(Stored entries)
* * * * *

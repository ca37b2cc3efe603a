//! 流程配置。构造一次之后只读。

use super::error::{PrepError, Result};
use super::motion::{ThresholdMethod, DEFAULT_RADIUS_MM};
use super::volume::DEFAULT_MASK_THRESHOLD;
use json::JsonValue;
use std::fs;
use std::path::{Path, PathBuf};

/// 整个预处理流程共享的路径与数值参数。
#[derive(Clone, Debug, PartialEq)]
pub struct PipelineConfig {
    subject_id: String,
    base_dir: PathBuf,
    output_dir: PathBuf,
    bet_frac: f64,
    bet_grad: f64,
    mask_threshold: f32,
    fd_radius_mm: f64,
    fd_method: ThresholdMethod,
    smooth_fwhm: f64,
    dof: u32,
    n_classes: u32,
}

impl Default for PipelineConfig {
    fn default() -> Self {
        Self {
            subject_id: "101410".to_owned(),
            base_dir: PathBuf::from("./"),
            output_dir: PathBuf::from("./output"),
            bet_frac: 0.2,
            bet_grad: -0.1,
            mask_threshold: DEFAULT_MASK_THRESHOLD,
            fd_radius_mm: DEFAULT_RADIUS_MM,
            fd_method: ThresholdMethod::Iqr,
            smooth_fwhm: 6.0,
            dof: 6,
            n_classes: 3,
        }
    }
}

impl PipelineConfig {
    /// 从默认值出发构建配置。
    #[inline]
    pub fn builder() -> ConfigBuilder {
        ConfigBuilder {
            config: PipelineConfig::default(),
        }
    }

    #[inline]
    pub fn subject_id(&self) -> &str {
        &self.subject_id
    }

    #[inline]
    pub fn base_dir(&self) -> &Path {
        &self.base_dir
    }

    #[inline]
    pub fn output_dir(&self) -> &Path {
        &self.output_dir
    }

    #[inline]
    pub fn bet_frac(&self) -> f64 {
        self.bet_frac
    }

    #[inline]
    pub fn bet_grad(&self) -> f64 {
        self.bet_grad
    }

    #[inline]
    pub fn mask_threshold(&self) -> f32 {
        self.mask_threshold
    }

    #[inline]
    pub fn fd_radius_mm(&self) -> f64 {
        self.fd_radius_mm
    }

    #[inline]
    pub fn fd_method(&self) -> ThresholdMethod {
        self.fd_method
    }

    #[inline]
    pub fn smooth_fwhm(&self) -> f64 {
        self.smooth_fwhm
    }

    #[inline]
    pub fn dof(&self) -> u32 {
        self.dof
    }

    #[inline]
    pub fn n_classes(&self) -> u32 {
        self.n_classes
    }

    /// `<base>/subject<id>`
    pub fn subject_dir(&self) -> PathBuf {
        self.base_dir.join(format!("subject{}", self.subject_id))
    }

    pub fn t1w_path(&self) -> PathBuf {
        let mut p = self.subject_dir();
        p.extend(["T1w", "T1w.nii.gz"]);
        p
    }

    pub fn run1_path(&self) -> PathBuf {
        let mut p = self.subject_dir();
        p.extend(["fMRI", "tfMRI_MOTOR_LR", "tfMRI_MOTOR_LR.nii"]);
        p
    }

    pub fn run2_path(&self) -> PathBuf {
        let mut p = self.subject_dir();
        p.extend(["fMRI", "tfMRI_MOTOR_RL", "tfMRI_MOTOR_RL.nii"]);
        p
    }

    /// 结构像衍生数据（去颅骨、分割）所在目录。
    pub fn derivatives_dir(&self) -> PathBuf {
        let mut p = self.base_dir.clone();
        p.extend(["derivatives", "preprocessed_data"]);
        p.push(format!("subject{}", self.subject_id));
        p
    }

    /// 去颅骨后的T1像。
    pub fn t1w_brain_path(&self) -> PathBuf {
        self.derivatives_dir().join("T1w_brain.nii.gz")
    }

    /// 三类分割中的白质部分容积图，用作BBR配准的白质分割。
    pub fn wm_seg_path(&self) -> PathBuf {
        self.derivatives_dir().join("T1w_fast_pve_2.nii.gz")
    }

    pub fn concat_path(&self) -> PathBuf {
        self.output_dir.join("fMRI_motor_concat_var1.nii.gz")
    }

    pub fn moco_dir(&self) -> PathBuf {
        self.output_dir.join("moco_mot_corr")
    }

    pub fn moco_path(&self) -> PathBuf {
        self.moco_dir().join("moco.nii.gz")
    }

    pub fn moco_par_path(&self) -> PathBuf {
        self.moco_dir().join("moco.par")
    }

    pub fn coreg_dir(&self) -> PathBuf {
        self.output_dir.join("coreg")
    }

    pub fn middle_volume_path(&self) -> PathBuf {
        self.coreg_dir().join("moco_vol_middle.nii.gz")
    }

    pub fn coreg_output_path(&self) -> PathBuf {
        self.coreg_dir().join("moco_vol_bbr.nii.gz")
    }

    pub fn smooth_dir(&self) -> PathBuf {
        self.output_dir.join("smoothed")
    }

    pub fn smooth_output_path(&self) -> PathBuf {
        self.smooth_dir().join("moco_smooth.nii.gz")
    }

    fn validate(&self) -> Result<()> {
        fn check(ok: bool, msg: String) -> Result<()> {
            if ok {
                Ok(())
            } else {
                Err(PrepError::Config(msg))
            }
        }
        check(
            self.bet_frac > 0.0 && self.bet_frac < 1.0,
            format!("`bet_frac` must be in (0, 1), got {}", self.bet_frac),
        )?;
        check(
            self.bet_grad > -1.0 && self.bet_grad < 1.0,
            format!("`bet_grad` must be in (-1, 1), got {}", self.bet_grad),
        )?;
        check(
            self.mask_threshold >= 0.0,
            format!("`mask_threshold` must be non-negative, got {}", self.mask_threshold),
        )?;
        check(
            self.fd_radius_mm > 0.0,
            format!("`fd_radius_mm` must be positive, got {}", self.fd_radius_mm),
        )?;
        check(
            self.smooth_fwhm > 0.0,
            format!("`smooth_fwhm` must be positive, got {}", self.smooth_fwhm),
        )?;
        check(
            matches!(self.dof, 6 | 7 | 9 | 12),
            format!("`dof` must be one of 6, 7, 9, 12, got {}", self.dof),
        )?;
        check(
            self.n_classes >= 3,
            format!(
                "`n_classes` must be at least 3 so that white matter is class 2, got {}",
                self.n_classes
            ),
        )?;
        check(
            !self.subject_id.is_empty(),
            "`subject_id` must not be empty".to_owned(),
        )
    }
}

/// `PipelineConfig`的构建器；`build`时统一校验。
#[derive(Clone, Debug)]
pub struct ConfigBuilder {
    config: PipelineConfig,
}

impl ConfigBuilder {
    /// 用JSON文件中出现的键覆盖当前值。未知键或类型错误均视为配置错误。
    pub fn json_file<P: AsRef<Path>>(self, path: P) -> Result<Self> {
        let path = path.as_ref();
        if !path.is_file() {
            return Err(PrepError::MissingInput(vec![path.to_path_buf()]));
        }
        let text = fs::read_to_string(path)?;
        self.json_str(&text)
    }

    pub fn json_str(mut self, text: &str) -> Result<Self> {
        let root = json::parse(text)
            .map_err(|e| PrepError::config(format!("malformed JSON: {e}")))?;
        if !root.is_object() {
            return Err(PrepError::config("top-level JSON value must be an object"));
        }
        let c = &mut self.config;
        for (key, value) in root.entries() {
            match key {
                "subject_id" => c.subject_id = json_string(key, value)?,
                "base_dir" => c.base_dir = json_string(key, value)?.into(),
                "output_dir" => c.output_dir = json_string(key, value)?.into(),
                "bet_frac" => c.bet_frac = json_f64(key, value)?,
                "bet_grad" => c.bet_grad = json_f64(key, value)?,
                "mask_threshold" => c.mask_threshold = json_f64(key, value)? as f32,
                "fd_radius_mm" => c.fd_radius_mm = json_f64(key, value)?,
                "smooth_fwhm" => c.smooth_fwhm = json_f64(key, value)?,
                "fd_method" => c.fd_method = json_string(key, value)?.parse()?,
                "dof" => c.dof = json_u32(key, value)?,
                "n_classes" => c.n_classes = json_u32(key, value)?,
                other => return Err(PrepError::config(format!("unknown key `{other}`"))),
            }
        }
        Ok(self)
    }

    #[inline]
    pub fn subject_id(mut self, id: impl Into<String>) -> Self {
        self.config.subject_id = id.into();
        self
    }

    #[inline]
    pub fn base_dir(mut self, dir: impl Into<PathBuf>) -> Self {
        self.config.base_dir = dir.into();
        self
    }

    #[inline]
    pub fn output_dir(mut self, dir: impl Into<PathBuf>) -> Self {
        self.config.output_dir = dir.into();
        self
    }

    #[inline]
    pub fn fd_method(mut self, method: ThresholdMethod) -> Self {
        self.config.fd_method = method;
        self
    }

    #[inline]
    pub fn fd_radius_mm(mut self, radius: f64) -> Self {
        self.config.fd_radius_mm = radius;
        self
    }

    #[inline]
    pub fn smooth_fwhm(mut self, fwhm: f64) -> Self {
        self.config.smooth_fwhm = fwhm;
        self
    }

    pub fn build(self) -> Result<PipelineConfig> {
        self.config.validate()?;
        Ok(self.config)
    }
}

fn json_string(key: &str, v: &JsonValue) -> Result<String> {
    v.as_str()
        .map(str::to_owned)
        .ok_or_else(|| PrepError::config(format!("`{key}` must be a string")))
}

fn json_f64(key: &str, v: &JsonValue) -> Result<f64> {
    v.as_f64()
        .ok_or_else(|| PrepError::config(format!("`{key}` must be a number")))
}

fn json_u32(key: &str, v: &JsonValue) -> Result<u32> {
    v.as_u32()
        .ok_or_else(|| PrepError::config(format!("`{key}` must be a non-negative integer")))
}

* * * * *

Please show every line of the records that holds the word "ThresholdMethod".

use super::motion::{ThresholdMethod, DEFAULT_RADIUS_MM};
    fd_method: ThresholdMethod,
            fd_method: ThresholdMethod::Iqr,
    pub fn fd_method(&self) -> ThresholdMethod {
    pub fn fd_method(mut self, method: ThresholdMethod) -> Self {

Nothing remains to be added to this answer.